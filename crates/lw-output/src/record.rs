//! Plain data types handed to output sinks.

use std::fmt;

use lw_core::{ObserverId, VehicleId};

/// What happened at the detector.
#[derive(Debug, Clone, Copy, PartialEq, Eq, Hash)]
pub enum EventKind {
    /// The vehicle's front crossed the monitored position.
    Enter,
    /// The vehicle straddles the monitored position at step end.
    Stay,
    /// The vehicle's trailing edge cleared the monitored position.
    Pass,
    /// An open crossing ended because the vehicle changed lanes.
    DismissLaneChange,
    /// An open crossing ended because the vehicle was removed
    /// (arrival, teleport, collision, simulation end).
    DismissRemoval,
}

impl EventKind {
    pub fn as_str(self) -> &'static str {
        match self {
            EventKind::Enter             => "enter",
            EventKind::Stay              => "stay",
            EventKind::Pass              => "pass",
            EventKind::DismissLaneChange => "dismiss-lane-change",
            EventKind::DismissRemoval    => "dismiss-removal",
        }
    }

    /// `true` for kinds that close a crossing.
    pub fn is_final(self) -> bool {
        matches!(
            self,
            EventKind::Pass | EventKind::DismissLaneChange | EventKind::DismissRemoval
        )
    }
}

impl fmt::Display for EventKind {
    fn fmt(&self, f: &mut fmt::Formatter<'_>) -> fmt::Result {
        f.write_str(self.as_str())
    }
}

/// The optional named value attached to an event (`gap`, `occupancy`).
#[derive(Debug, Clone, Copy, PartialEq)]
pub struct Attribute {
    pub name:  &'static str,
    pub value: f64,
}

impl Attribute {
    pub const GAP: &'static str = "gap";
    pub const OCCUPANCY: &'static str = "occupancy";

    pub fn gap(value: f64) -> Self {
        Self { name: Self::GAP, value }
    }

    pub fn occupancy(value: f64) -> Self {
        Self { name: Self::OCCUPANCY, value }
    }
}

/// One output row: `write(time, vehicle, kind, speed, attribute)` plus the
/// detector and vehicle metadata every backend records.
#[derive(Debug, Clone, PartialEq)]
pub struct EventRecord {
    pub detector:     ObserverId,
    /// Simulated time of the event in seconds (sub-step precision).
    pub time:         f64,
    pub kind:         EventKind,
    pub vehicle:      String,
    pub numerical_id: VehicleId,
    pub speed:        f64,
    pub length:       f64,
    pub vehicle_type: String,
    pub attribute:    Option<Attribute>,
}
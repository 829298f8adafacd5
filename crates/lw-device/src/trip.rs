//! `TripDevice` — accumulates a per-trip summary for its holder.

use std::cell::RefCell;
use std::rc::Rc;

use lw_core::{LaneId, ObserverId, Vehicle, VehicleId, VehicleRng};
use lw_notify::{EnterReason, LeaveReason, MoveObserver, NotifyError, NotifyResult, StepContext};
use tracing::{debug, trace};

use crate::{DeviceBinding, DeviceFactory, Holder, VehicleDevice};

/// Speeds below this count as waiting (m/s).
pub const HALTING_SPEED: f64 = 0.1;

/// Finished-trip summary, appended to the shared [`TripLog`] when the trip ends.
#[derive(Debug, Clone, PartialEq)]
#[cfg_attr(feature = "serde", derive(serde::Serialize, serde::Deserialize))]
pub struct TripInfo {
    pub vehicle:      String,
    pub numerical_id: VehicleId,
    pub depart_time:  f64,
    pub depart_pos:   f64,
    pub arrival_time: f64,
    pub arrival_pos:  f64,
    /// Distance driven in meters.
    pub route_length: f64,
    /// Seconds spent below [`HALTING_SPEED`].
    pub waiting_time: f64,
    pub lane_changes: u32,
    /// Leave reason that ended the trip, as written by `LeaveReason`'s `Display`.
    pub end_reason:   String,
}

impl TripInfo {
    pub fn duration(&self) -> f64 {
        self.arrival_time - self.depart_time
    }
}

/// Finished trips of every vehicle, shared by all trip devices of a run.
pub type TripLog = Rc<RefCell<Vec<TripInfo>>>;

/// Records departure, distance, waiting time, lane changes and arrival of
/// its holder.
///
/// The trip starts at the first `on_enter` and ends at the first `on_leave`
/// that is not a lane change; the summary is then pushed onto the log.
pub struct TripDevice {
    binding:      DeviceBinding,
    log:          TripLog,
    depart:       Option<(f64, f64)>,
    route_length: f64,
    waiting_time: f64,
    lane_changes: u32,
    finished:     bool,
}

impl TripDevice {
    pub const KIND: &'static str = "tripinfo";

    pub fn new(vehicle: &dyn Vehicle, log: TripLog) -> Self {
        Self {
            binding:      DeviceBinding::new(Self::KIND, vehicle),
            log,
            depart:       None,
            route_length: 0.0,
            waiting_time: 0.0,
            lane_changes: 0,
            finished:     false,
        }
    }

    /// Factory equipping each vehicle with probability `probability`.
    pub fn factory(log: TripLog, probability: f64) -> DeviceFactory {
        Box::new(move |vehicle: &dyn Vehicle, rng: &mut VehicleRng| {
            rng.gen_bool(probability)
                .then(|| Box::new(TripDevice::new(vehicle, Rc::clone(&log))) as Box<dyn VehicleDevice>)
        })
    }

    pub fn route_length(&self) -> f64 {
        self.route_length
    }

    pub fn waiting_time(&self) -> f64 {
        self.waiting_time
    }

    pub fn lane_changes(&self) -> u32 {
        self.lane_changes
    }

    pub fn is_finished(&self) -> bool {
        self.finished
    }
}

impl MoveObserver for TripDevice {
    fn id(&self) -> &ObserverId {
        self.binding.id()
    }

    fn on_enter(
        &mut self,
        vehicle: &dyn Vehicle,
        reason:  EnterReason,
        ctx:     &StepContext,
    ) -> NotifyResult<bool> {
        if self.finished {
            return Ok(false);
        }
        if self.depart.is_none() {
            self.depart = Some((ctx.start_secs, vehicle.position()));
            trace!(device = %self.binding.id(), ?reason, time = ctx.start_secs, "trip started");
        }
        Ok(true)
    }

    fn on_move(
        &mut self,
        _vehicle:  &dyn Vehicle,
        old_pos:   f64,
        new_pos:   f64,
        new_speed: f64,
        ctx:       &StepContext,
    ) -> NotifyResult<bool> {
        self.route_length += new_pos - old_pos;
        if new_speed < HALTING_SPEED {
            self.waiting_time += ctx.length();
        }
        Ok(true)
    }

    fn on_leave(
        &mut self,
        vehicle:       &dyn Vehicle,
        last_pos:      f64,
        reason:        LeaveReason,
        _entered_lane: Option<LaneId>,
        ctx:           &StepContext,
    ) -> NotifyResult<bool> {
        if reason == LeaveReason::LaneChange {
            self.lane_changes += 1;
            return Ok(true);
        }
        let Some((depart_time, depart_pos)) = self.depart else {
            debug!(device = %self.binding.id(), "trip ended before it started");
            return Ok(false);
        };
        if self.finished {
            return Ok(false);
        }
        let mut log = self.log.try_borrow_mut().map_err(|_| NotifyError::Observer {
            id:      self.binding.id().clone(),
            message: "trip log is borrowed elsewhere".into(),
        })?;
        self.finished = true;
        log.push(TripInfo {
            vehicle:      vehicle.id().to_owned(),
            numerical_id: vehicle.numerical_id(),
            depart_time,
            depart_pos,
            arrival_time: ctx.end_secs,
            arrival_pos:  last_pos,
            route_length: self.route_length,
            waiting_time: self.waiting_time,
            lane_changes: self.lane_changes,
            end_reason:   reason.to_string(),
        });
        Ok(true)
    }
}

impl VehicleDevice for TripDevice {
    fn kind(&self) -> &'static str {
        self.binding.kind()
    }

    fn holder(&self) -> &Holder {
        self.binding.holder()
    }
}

══════════════════════════════

Looking at the entries above, can you reproduce exactly the lines from the one that holds "Leave reason that" through the one that holds "Factory equipping each", and only those?

    /// Leave reason that ended the trip, as written by `LeaveReason`'s `Display`.
    pub end_reason:   String,
}

impl TripInfo {
    pub fn duration(&self) -> f64 {
        self.arrival_time - self.depart_time
    }
}

/// Finished trips of every vehicle, shared by all trip devices of a run.
pub type TripLog = Rc<RefCell<Vec<TripInfo>>>;

/// Records departure, distance, waiting time, lane changes and arrival of
/// its holder.
///
/// The trip starts at the first `on_enter` and ends at the first `on_leave`
/// that is not a lane change; the summary is then pushed onto the log.
pub struct TripDevice {
    binding:      DeviceBinding,
    log:          TripLog,
    depart:       Option<(f64, f64)>,
    route_length: f64,
    waiting_time: f64,
    lane_changes: u32,
    finished:     bool,
}

impl TripDevice {
    pub const KIND: &'static str = "tripinfo";

    pub fn new(vehicle: &dyn Vehicle, log: TripLog) -> Self {
        Self {
            binding:      DeviceBinding::new(Self::KIND, vehicle),
            log,
            depart:       None,
            route_length: 0.0,
            waiting_time: 0.0,
            lane_changes: 0,
            finished:     false,
        }
    }

    /// Factory equipping each vehicle with probability `probability`.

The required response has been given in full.